[Records for this exercise — start]
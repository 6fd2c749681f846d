//! YAML loaders for the category tree and template definitions.

use std::path::{Path, PathBuf};

use serde_yaml::Value;
use tracing::debug;

use pagesmith_shared::{PagesmithError, Result, Scalar, Structure, Template, TemplateNode};

/// Top-level key holding the template structure inside a template file.
const TEMPLATE_ROOT_KEY: &str = "page_template";

// ---------------------------------------------------------------------------
// Structure
// ---------------------------------------------------------------------------

/// Load and validate the category tree. Any failure here is fatal for the run.
pub fn load_structure(path: &Path) -> Result<Structure> {
    let content = std::fs::read_to_string(path).map_err(|e| PagesmithError::io(path, e))?;
    let structure = parse_structure(&content)
        .map_err(|e| PagesmithError::config(format!("{}: {e}", path.display())))?;

    debug!(
        path = %path.display(),
        categories = structure.categories.len(),
        pages = structure.page_count(),
        "loaded structure"
    );
    Ok(structure)
}

/// Parse a structure document (`knowledge_base: [...]`) and check page ids are unique.
pub fn parse_structure(yaml: &str) -> Result<Structure> {
    let structure: Structure = serde_yaml::from_str(yaml)
        .map_err(|e| PagesmithError::config(format!("invalid structure definition: {e}")))?;
    structure.validate()?;
    Ok(structure)
}

// ---------------------------------------------------------------------------
// Templates
// ---------------------------------------------------------------------------

/// Resolves a template name to a parsed template.
pub trait TemplateSource {
    /// Load the template called `name`.
    fn load(&self, name: &str) -> Result<Template>;
}

/// Templates stored as `<dir>/<name>.yaml`, each with a `page_template` key.
#[derive(Debug, Clone)]
pub struct TemplateDir {
    dir: PathBuf,
}

impl TemplateDir {
    pub fn new(dir: impl Into<PathBuf>) -> Self {
        Self { dir: dir.into() }
    }

    /// File path a template name resolves to.
    pub fn path_for(&self, name: &str) -> PathBuf {
        self.dir.join(format!("{name}.yaml"))
    }
}

impl TemplateSource for TemplateDir {
    fn load(&self, name: &str) -> Result<Template> {
        if name.is_empty() || name.contains(['/', '\\']) || name.starts_with('.') {
            return Err(PagesmithError::validation(format!(
                "invalid template name '{name}'"
            )));
        }

        let path = self.path_for(name);
        if !path.is_file() {
            return Err(PagesmithError::TemplateNotFound {
                name: name.to_string(),
                path,
            });
        }

        let content = std::fs::read_to_string(&path).map_err(|e| PagesmithError::io(&path, e))?;
        let root = parse_template(&content)
            .map_err(|e| PagesmithError::parse(format!("{}: {e}", path.display())))?;

        debug!(name, path = %path.display(), "loaded template");
        Ok(Template {
            name: name.to_string(),
            root,
        })
    }
}

/// Parse a template document and return the structure under `page_template`.
pub fn parse_template(yaml: &str) -> Result<TemplateNode> {
    let value: Value = serde_yaml::from_str(yaml)
        .map_err(|e| PagesmithError::parse(format!("invalid YAML: {e}")))?;

    let root = match value {
        Value::Mapping(mut mapping) => mapping.remove(TEMPLATE_ROOT_KEY),
        _ => None,
    }
    .ok_or_else(|| PagesmithError::parse(format!("missing top-level '{TEMPLATE_ROOT_KEY}' key")))?;

    node_from_yaml(root)
}

/// Convert a YAML value into a template node, keeping mapping order.
fn node_from_yaml(value: Value) -> Result<TemplateNode> {
    let node = match value {
        Value::String(s) => TemplateNode::Text(s),
        Value::Null => TemplateNode::Scalar(Scalar::Null),
        Value::Bool(b) => TemplateNode::Scalar(Scalar::Bool(b)),
        Value::Number(n) => TemplateNode::Scalar(Scalar::Number(n.to_string())),
        Value::Sequence(items) => TemplateNode::List(
            items
                .into_iter()
                .map(node_from_yaml)
                .collect::<Result<Vec<_>>>()?,
        ),
        Value::Mapping(mapping) => TemplateNode::Map(
            mapping
                .into_iter()
                .map(|(k, v)| Ok((key_text(k)?, node_from_yaml(v)?)))
                .collect::<Result<Vec<_>>>()?,
        ),
        Value::Tagged(tagged) => node_from_yaml(tagged.value)?,
    };
    Ok(node)
}

fn key_text(key: Value) -> Result<String> {
    match key {
        Value::String(s) => Ok(s),
        Value::Bool(b) => Ok(b.to_string()),
        Value::Number(n) => Ok(n.to_string()),
        Value::Null => Ok("null".to_string()),
        other => Err(PagesmithError::parse(format!(
            "unsupported mapping key in template: {other:?}"
        ))),
    }
}

#[cfg(test)]
mod tests {
    use super::*;

    fn temp_dir() -> PathBuf {
        let dir = std::env::temp_dir().join(format!("ps-loader-test-{}", uuid::Uuid::now_v7()));
        std::fs::create_dir_all(&dir).unwrap();
        dir
    }

    #[test]
    fn parse_template_keeps_key_order_and_types() {
        let root = parse_template(
            r##"
page_template:
  title: "# {page_title}"
  intro: "{introduction}"
  sections:
    - heading: "{section_1_heading}"
      body: "{section_1_content}"
  weight: 3
  draft: false
  extra: ~
"##,
        )
        .unwrap();

        let TemplateNode::Map(entries) = &root else {
            panic!("expected map, got {root:?}");
        };
        let keys: Vec<_> = entries.iter().map(|(k, _)| k.as_str()).collect();
        assert_eq!(keys, vec!["title", "intro", "sections", "weight", "draft", "extra"]);
        assert_eq!(
            root.get("weight"),
            Some(&TemplateNode::Scalar(Scalar::Number("3".into())))
        );
        assert_eq!(
            root.get("draft"),
            Some(&TemplateNode::Scalar(Scalar::Bool(false)))
        );
        assert_eq!(root.get("extra"), Some(&TemplateNode::Scalar(Scalar::Null)));

        let Some(TemplateNode::List(sections)) = root.get("sections") else {
            panic!("expected sections list");
        };
        assert_eq!(
            sections[0].get("body"),
            Some(&TemplateNode::Text("{section_1_content}".into()))
        );
    }

    #[test]
    fn parse_template_requires_root_key() {
        let err = parse_template("other: 1").unwrap_err();
        assert!(err.to_string().contains("page_template"));
        assert!(parse_template("- a\n- b").is_err());
    }

    #[test]
    fn template_dir_loads_by_name() {
        let dir = temp_dir();
        std::fs::write(
            dir.join("guide.yaml"),
            "page_template:\n  body: \"{introduction}\"\n",
        )
        .unwrap();

        let templates = TemplateDir::new(&dir);
        let template = templates.load("guide").unwrap();
        assert_eq!(template.name, "guide");
        assert!(template.root.get("body").is_some());

        let _ = std::fs::remove_dir_all(&dir);
    }

    #[test]
    fn template_dir_reports_missing_and_invalid_names() {
        let dir = temp_dir();
        let templates = TemplateDir::new(&dir);

        let err = templates.load("nope").unwrap_err();
        assert!(matches!(err, PagesmithError::TemplateNotFound { ref name, .. } if name == "nope"));

        let err = templates.load("../etc/passwd").unwrap_err();
        assert!(matches!(err, PagesmithError::Validation { .. }));

        let _ = std::fs::remove_dir_all(&dir);
    }

    #[test]
    fn parse_structure_reads_nested_categories() {
        let structure = parse_structure(
            r#"
knowledge_base:
  - name: Guides
    template: guide
    pages:
      - id: guides/intro
        title: Intro
    subcategories:
      - name: Advanced
        pages:
          - id: guides/advanced/tuning
            title: Tuning
            template: tutorial
  - name: Misc
"#,
        )
        .unwrap();

        assert_eq!(structure.categories.len(), 2);
        assert_eq!(structure.page_count(), 2);
        assert_eq!(structure.categories[0].subcategories[0].name, "Advanced");
    }

    #[test]
    fn parse_structure_rejects_malformed_input() {
        assert!(matches!(
            parse_structure("pages: []").unwrap_err(),
            PagesmithError::Config { .. }
        ));
        assert!(parse_structure("knowledge_base:\n  - pages:\n      - id: x\n").is_err());
    }

    #[test]
    fn load_structure_missing_file_is_io_error() {
        let dir = temp_dir();
        let err = load_structure(&dir.join("structure.yaml")).unwrap_err();
        assert!(matches!(err, PagesmithError::Io { .. }));
        let _ = std::fs::remove_dir_all(&dir);
    }
}
//! Pagesmith CLI: rebuild a structured knowledge base from a raw XML export.
//!
//! Reads a category tree and YAML page templates, fills each template with
//! content mined from the export, and writes Markdown pages plus one
//! aggregate XML document.

mod commands;

use clap::Parser;
use color_eyre::eyre::Result;

use commands::Cli;

fn main() -> Result<()> {
    color_eyre::install()?;
    let cli = Cli::parse();
    commands::init_tracing(&cli);
    commands::run(cli)
}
[Records for this exercise — finish]
## What you are asked to do
Give solely the number of lines in the data that contain the string "Result".

## Exercise response
12